Across the other side of the East Dart River are many walls. These make getting an exact positional fix a trivial exercise. Up ahead on the the hill to the right is the next destination – Sittaford Tor. It’s a bit of a detour from my planned route, but it is a Tor that I have always wanted to visit, but never got around to doing so.
As I head Northward I take many glances to my left to decide when to make the break up toward Sittaford Tor.
In the end I settle to make my crossing here toward the Tor. Down below I can see the tell tale signs of bog by the colour of the vegetation. However, this seems like the best way to get up to the Tor.
There were a few occasions in the bog that were a little touch and go, but I soon get to the other side. However, the cost of this little excursion was wet feet courtesy of my rather leaky Salomon boots.
After taking a ten minute rest – you wouldn’t believe how tiring traversing a bog can be – I decide to start the climb up to the Tor.
It isn’t long before I come across a trail of sorts. Up ahead I can just make out the rocks of the Tor.
I soon get eyes on Sittaford Tor which in the event turns out to be an anti-climax. For such a high Tor at 538 mtrs elevation I was expecting a massive rocky complex. However, all I got was a rather small rocky outcrop with many stone walls nearby
Despite the Tor being a disappointment, the views from it were not!
This is the view Southward down the valley that I had just walked up.
After a snack break I decide to handrail the stone walls downward and Eastward.

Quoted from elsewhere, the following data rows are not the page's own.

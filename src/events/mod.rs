//! Lifecycle events: types and broadcast bus.
//!
//! ## Contents
//! - [`EventKind`], [`Event`] event classification and metadata
//! - [`Bus`] thin wrapper over `tokio::sync::broadcast`
//!
//! ## Quick reference
//! - **Publishers**: `Supervisor` (shutdown), `ProducerActor` (launch, fault, backoff, stop),
//!   `SubscriberSet` workers (overflow/panic).
//! - **Consumer**: the supervisor's event listener, which fans out to `SubscriberSet`.

mod bus;
mod event;

pub use bus::Bus;
pub use event::{Event, EventKind};
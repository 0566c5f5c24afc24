//! # Producer abstraction.
//!
//! A [`Producer`] is an independently running unit that periodically computes results
//! and writes them into one or more blackboard layers. It receives the shared
//! [`Blackboard`] and a [`CancellationToken`], and should check the token between
//! iterations so `stop_all` can end it cooperatively.

use std::sync::Arc;

use async_trait::async_trait;
use tokio_util::sync::CancellationToken;

use crate::board::Blackboard;
use crate::error::ProducerError;

/// Shared handle to a producer.
pub type ProducerRef = Arc<dyn Producer>;

/// # Supervised, cancelable writer into the blackboard.
///
/// `run` is the producer's repeating unit of work. Returning `Err` or panicking is a
/// fault: the supervisor logs it and relaunches `run` after a backoff delay. So is
/// returning at all before the token fires. Once the token is cancelled, any return
/// (ideally [`ProducerError::Canceled`]) is treated as a graceful stop.
///
/// # Example
/// ```
/// use std::sync::Arc;
/// use std::time::Duration;
/// use async_trait::async_trait;
/// use serde_json::json;
/// use tokio_util::sync::CancellationToken;
/// use agentvisor::{Blackboard, Producer, ProducerError, layers};
///
/// struct Thermometer;
///
/// #[async_trait]
/// impl Producer for Thermometer {
///     fn id(&self) -> &str { "A1" }
///
///     async fn run(
///         &self,
///         board: Arc<Blackboard>,
///         ctx: CancellationToken,
///     ) -> Result<(), ProducerError> {
///         loop {
///             board
///                 .write(layers::RAW_SENSOR, self.id(), &json!({ "celsius": 21.5 }))
///                 .map_err(|e| ProducerError::fail(e.to_string()))?;
///             tokio::select! {
///                 _ = ctx.cancelled() => return Err(ProducerError::Canceled),
///                 _ = tokio::time::sleep(Duration::from_millis(500)) => {}
///             }
///         }
///     }
/// }
/// ```
#[async_trait]
pub trait Producer: Send + Sync + 'static {
    /// Stable unique id (e.g. `"A19"`), used as the observation key.
    fn id(&self) -> &str;

    /// Human-readable name for dashboards; defaults to [`id`](Producer::id).
    fn display_name(&self) -> &str {
        self.id()
    }

    /// Runs the repeating unit of work until cancelled.
    async fn run(
        &self,
        board: Arc<Blackboard>,
        ctx: CancellationToken,
    ) -> Result<(), ProducerError>;
}
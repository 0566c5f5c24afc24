//! # Jitter for restart delays.
//!
//! When several producers fault together (a shared sensor feed drops, say), a fixed
//! backoff relaunches them in lockstep. [`JitterPolicy`] spreads those relaunches out:
//!
//! - [`JitterPolicy::None`] exact delay
//! - [`JitterPolicy::Full`] uniform in `[0, delay]`
//! - [`JitterPolicy::Equal`] `delay/2` plus uniform in `[0, delay/2]`
//! - [`JitterPolicy::Decorrelated`] uniform in `[first, prev × 3]`, capped

use std::time::Duration;

use rand::Rng;

/// Randomization applied on top of a computed restart delay.
#[derive(Clone, Copy, Debug, Default, PartialEq, Eq)]
pub enum JitterPolicy {
    /// Use the computed delay as is.
    #[default]
    None,
    /// Uniform in `[0, delay]`.
    Full,
    /// Half the delay plus uniform in `[0, delay/2]`.
    Equal,
    /// Uniform in `[first, prev × 3]`, capped at the policy maximum.
    ///
    /// Needs the bounds, see [`apply_decorrelated`](Self::apply_decorrelated).
    Decorrelated,
}

impl JitterPolicy {
    /// Applies jitter to `delay`.
    ///
    /// `Decorrelated` returns `delay` unchanged here.
    pub fn apply(&self, delay: Duration) -> Duration {
        match self {
            JitterPolicy::None | JitterPolicy::Decorrelated => delay,
            JitterPolicy::Full => {
                let ms = millis(delay);
                if ms == 0 {
                    return Duration::ZERO;
                }
                Duration::from_millis(rand::rng().random_range(0..=ms))
            }
            JitterPolicy::Equal => {
                let half = millis(delay) / 2;
                let extra = if half == 0 {
                    0
                } else {
                    rand::rng().random_range(0..=half)
                };
                Duration::from_millis(half + extra)
            }
        }
    }

    /// Applies decorrelated jitter given the floor, the previous delay and the cap.
    ///
    /// Any other policy falls back to [`apply`](Self::apply) on `prev`.
    pub fn apply_decorrelated(&self, floor: Duration, prev: Duration, max: Duration) -> Duration {
        if *self != JitterPolicy::Decorrelated {
            return self.apply(prev);
        }
        let lo = millis(floor);
        let hi = millis(prev).saturating_mul(3).min(millis(max)).max(lo);
        if lo == hi {
            return floor;
        }
        Duration::from_millis(rand::rng().random_range(lo..=hi))
    }
}

fn millis(d: Duration) -> u64 {
    u64::try_from(d.as_millis()).unwrap_or(u64::MAX)
}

This should take me to the main trail that will ultimately lead to Teignhead Farm by the Fernworthy Forest.
As I descend I get this impressive view of the Grey Wethers Stone Circles. I had walked through them on my first walk here, but you can’t appreciate their full grandeur from ground level. However, from up here, their perfect circular structures become very apparent. Once again, I wonder why our ancestors built these?
I soon get back down to ground level and as expected the stone circles have lost some their form.
I’m now on the main trail to Teignhead Farm. This trail can be seen winding through the wall on the left and up toward the Fernworthy Forest.
The plan is to follow this trail to get to a clapper bridge that crosses the North Teign River. Once there I will break out my stove and have a late lunch.
I soon make it to the borders of the Fernworthy Forest – not far to go now!
Across from me to the West is Teignhead Farm – the remains of a farm that was first populated in the early 1800’s.
I soon get to the famous clapper bridge. Legend has it that these rocks originated from Manga Hill and got brought here by sled during one of Dartmoor’s snow laden Winters in the early 1800s.
The view back toward Sittaford Tor to the South. It seems that I got here just in time as my water supplies were about to run out!
As with the first walk here, I make the clapper bridge the scene for a spot of luncheon. This time around it is a Thai Chilli and Lemon Grass Chicken Soup with Cheese Oatcakes and Cheese Spread.
After the meal is consumed and the water bottles have been topped up I begin the ascent of Manga Hill to the West. The intent is to keep heading upwards until I cross the outer boundary wall of Teignhead Farm. Once across the wall, I will then swing Northward toward Watern Tor.
Initially the climb is very easy due to the very flat ground.
I soon get over the steep part of the climb and take a look behind me back toward the clapper bridge.
However, despite the shallower incline, North Dartmoor’s famous Tussocks have now put in an appearance! This makes for some tough going as I head up the hill. If you look carefully at the photo you can just about see the outer boundary wall in the distance.
After some fairly heavy going I eventually get to the boundary wall. I scout along it to find an easy way across. It is here that I spot that part of the wall has collapsed. I decide to take advantage of this.
I have now crossed the wall and swung Northward. The plan is to walk up the hill directly ahead which should lead to Watern Tor. I’m confident that it is the correct hill due to its direction and the rather prominent Cairn on its Southern right flank. This can just be seen in the picture above.
*Wilderness Selfie* 😛
As I head upwards the Cairn starts to come into view.
Behind me, the Fernworthy Forest looks a long way off! In reality it is a little over 2 km away…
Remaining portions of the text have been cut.